本当なら、俺が守ってやるべき相手なのに。
戦いなんて似合わない、優しい女の子なのに。
ブロッサムドロップが去って行って、俺は地面に拳を叩きつけた。
「くそっ! 俺が何をしたところで、このかは戦いから離れられない! ふざけるなよ!」
そうだ。結局、このかが戦うしかない。
俺が手も足も出なかったガベージより、遥かに強いだろう幹部を相手にしても。
今回のゲドーレッドだって、このかは追い詰められていたのに。
それでも、俺は戦うことができない。身の程を思い知らされたから。
ゲドーレッドとの戦いでは、少しは役に立てたはず。
それでも、達成感などまるで浮かび上がってこない。
爪が食い込むほどに拳を握って、それでも感情を抑えきれなかった。
リーベ。どうしてこのかを選んだんだ。
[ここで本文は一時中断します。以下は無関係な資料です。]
//! coderunnerctl - CLI client for coderunnerd.
//!
//! Local control-plane client for the batch-execution daemon. Every
//! subcommand is a thin wrapper around one HTTP call in Section 6's
//! endpoint table.

mod client;
mod render;

use std::path::PathBuf;
use std::process::ExitCode;

use clap::{Parser, Subcommand};
use client::{Client, ClientError};
use coderunner_core::types::JobOptions;

/// CLI client for the coderunnerd batch-execution daemon.
#[derive(Parser)]
#[command(name = "coderunnerctl")]
#[command(about = "Control plane for the coderunner batch-execution daemon")]
#[command(version)]
struct Cli {
    /// Daemon address (default: http://127.0.0.1:8080)
    #[arg(long, global = true, env = "CODERUNNER_ADDR")]
    addr: Option<String>,

    /// Bearer token for daemon API (obtained from `login`)
    #[arg(long, global = true, env = "CODERUNNER_TOKEN")]
    token: Option<String>,

    #[command(subcommand)]
    command: Command,
}

#[derive(Subcommand)]
enum Command {
    /// Authenticate against the daemon and print a bearer token
    Login {
        #[arg(long)]
        username: String,
        #[arg(long)]
        password: String,
    },
    /// Confirm the current token is still valid and advise discarding it
    Logout,
    /// Repository registry operations
    #[command(subcommand)]
    Repo(RepoCommand),
    /// Job lifecycle operations
    #[command(subcommand)]
    Job(JobCommand),
    /// Probe daemon liveness
    Health,
}

#[derive(Subcommand)]
enum RepoCommand {
    /// List all registered repositories
    List,
    /// Show metadata for a single repository
    Show { name: String },
    /// Register a new repository (starts a background clone)
    Register {
        name: String,
        git_url: String,
        #[arg(long)]
        description: Option<String>,
        #[arg(long)]
        index_aware: bool,
    },
    /// Unregister a repository (fails if live jobs reference it)
    Unregister { name: String },
}

#[derive(Subcommand)]
enum JobCommand {
    /// Create a job against a registered repository (does not start it)
    Create {
        repository: String,
        prompt: String,
        #[arg(long, default_value_t = true)]
        pre_update: bool,
        #[arg(long, default_value_t = true)]
        build_index: bool,
        #[arg(long, default_value_t = 600)]
        timeout_seconds: u32,
    },
    /// Admit a created job onto the queue
    Start { job_id: String },
    /// List jobs owned by the authenticated principal
    List,
    /// Show full details of a job
    Show { job_id: String },
    /// Cancel a queued or running job
    Cancel { job_id: String },
    /// Delete a terminal job and reclaim its workspace
    Delete { job_id: String },
    /// Upload a file into a job's staging area before it starts
    UploadFile {
        job_id: String,
        path: PathBuf,
        #[arg(long)]
        overwrite: bool,
    },
    /// Upload an image attachment into a job's staging area before it starts
    UploadImage { job_id: String, path: PathBuf },
    /// List files in the job's workspace
    Files {
        job_id: String,
        #[arg(long, default_value = "")]
        path: String,
        #[arg(long)]
        mask: Option<String>,
        /// Restrict the listing to "files" (default) or "directories"
        #[arg(long = "type")]
        entry_type: Option<String>,
        /// Recurse this many additional levels below `path`
        #[arg(long)]
        depth: Option<u32>,
    },
    /// Read a UTF-8 text file from the job's workspace
    Cat { job_id: String, path: String },
    /// Download a file from the job's workspace to a local path
    Download {
        job_id: String,
        path: String,
        #[arg(long)]
        out: PathBuf,
    },
}

#[tokio::main]
async fn main() -> ExitCode {
    let cli = Cli::parse();
    let addr = cli.addr.unwrap_or_else(|| "http://127.0.0.1:8080".to_string());
    let client = Client::new(&addr, cli.token.as_deref());

    match run(client, cli.command).await {
        Ok(()) => ExitCode::SUCCESS,
        Err(e) => {
            eprintln!("error: {e}");
            ExitCode::FAILURE
        }
    }
}

async fn run(client: Client, command: Command) -> Result<(), ClientError> {
    match command {
        Command::Login { username, password } => {
            let resp = client.login(&username, &password).await?;
            println!("{}", resp.token);
            eprintln!("logged in as {} (expires {})", resp.username, resp.expires);
        }
        Command::Logout => {
            client.logout().await?;
            println!("logged out (token remains valid until it expires; discard it locally)");
        }
        Command::Repo(cmd) => run_repo(&client, cmd).await?,
        Command::Job(cmd) => run_job(&client, cmd).await?,
        Command::Health => {
            let health = client.health().await?;
            println!("{} (v{}) at {}", health.status, health.version, health.timestamp);
        }
    }
    Ok(())
}

async fn run_repo(client: &Client, cmd: RepoCommand) -> Result<(), ClientError> {
    match cmd {
        RepoCommand::List => {
            let repos = client.list_repositories().await?;
            render::print_repository_list(&repos);
        }
        RepoCommand::Show { name } => {
            let repo = client.get_repository(&name).await?;
            render::print_repository_details(&repo);
        }
        RepoCommand::Register { name, git_url, description, index_aware } => {
            let repo = client
                .register_repository(&name, &git_url, description.as_deref(), Some(index_aware))
                .await?;
            println!("Registering '{}' (state: {})", repo.name, repo.clone_state.as_str());
        }
        RepoCommand::Unregister { name } => {
            let resp = client.unregister_repository(&name).await?;
            println!("{}", resp.message);
        }
    }
    Ok(())
}

async fn run_job(client: &Client, cmd: JobCommand) -> Result<(), ClientError> {
    match cmd {
        JobCommand::Create { repository, prompt, pre_update, build_index, timeout_seconds } => {
            let options = JobOptions { pre_update, build_index, timeout_seconds };
            let resp = client.create_job(&repository, &prompt, options).await?;
            render::print_job_created(&resp.job_id, &resp.status, &resp.cow_path);
        }
        JobCommand::Start { job_id } => {
            let resp = client.start_job(&job_id).await?;
            println!("status: {}", resp.status);
            if let Some(pos) = resp.queue_position {
                println!("queue position: {pos}");
            }
        }
        JobCommand::List => {
            let jobs = client.list_jobs().await?;
            render::print_job_list(&jobs);
        }
        JobCommand::Show { job_id } => {
            let job = client.get_job(&job_id).await?;
            render::print_job_details(&job);
        }
        JobCommand::Cancel { job_id } => {
            let resp = client.cancel_job(&job_id).await?;
            println!("cancelled: {}", resp.success);
        }
        JobCommand::Delete { job_id } => {
            let resp = client.delete_job(&job_id).await?;
            println!(
                "deleted (terminated: {}, workspace removed: {})",
                resp.terminated, resp.workspace_removed
            );
        }
        JobCommand::UploadFile { job_id, path, overwrite } => {
            let resp = client.upload_file(&job_id, &path, overwrite).await?;
            println!(
                "uploaded '{}' ({} bytes, overwritten: {})",
                resp.filename, resp.file_size, resp.overwritten
            );
        }
        JobCommand::UploadImage { job_id, path } => {
            let resp = client.upload_image(&job_id, &path).await?;
            println!("uploaded image '{}' -> {}", resp.filename, resp.path);
        }
        JobCommand::Files { job_id, path, mask, entry_type, depth } => {
            let files = client
                .list_files(&job_id, &path, mask.as_deref(), entry_type.as_deref(), depth)
                .await?;
            println!("{}", serde_json::to_string_pretty(&files).unwrap_or_default());
        }
        JobCommand::Cat { job_id, path } => {
            let content = client.read_file_content(&job_id, &path).await?;
            print!("{}", content.content);
        }
        JobCommand::Download { job_id, path, out } => {
            let bytes = client.download_file(&job_id, &path).await?;
            tokio::fs::write(&out, &bytes)
                .await
                .map_err(|e| ClientError::IoError(e.to_string()))?;
            println!("downloaded {} bytes to {}", bytes.len(), out.display());
        }
    }
    Ok(())
}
そんな泣き言すら吐き出しそうになって。
いまさら現実は変わったりしない。それが分かっているだけに、俺がどれほど無駄な行動をしているか、よく理解できた。
せめて、次はもっと役に立てる何かを。
武器でもいい。策でもいい。何でも良いから、とにかくこのかの力になりたかった。
これからも、このかは戦い続ける。だからせめて、少しでもこのかが楽をできるように。
そうじゃなかったら、俺が生きている意味なんてない。
俺の命をかけてでも、必ず何か道筋を見つけ出して見せる。そう誓った。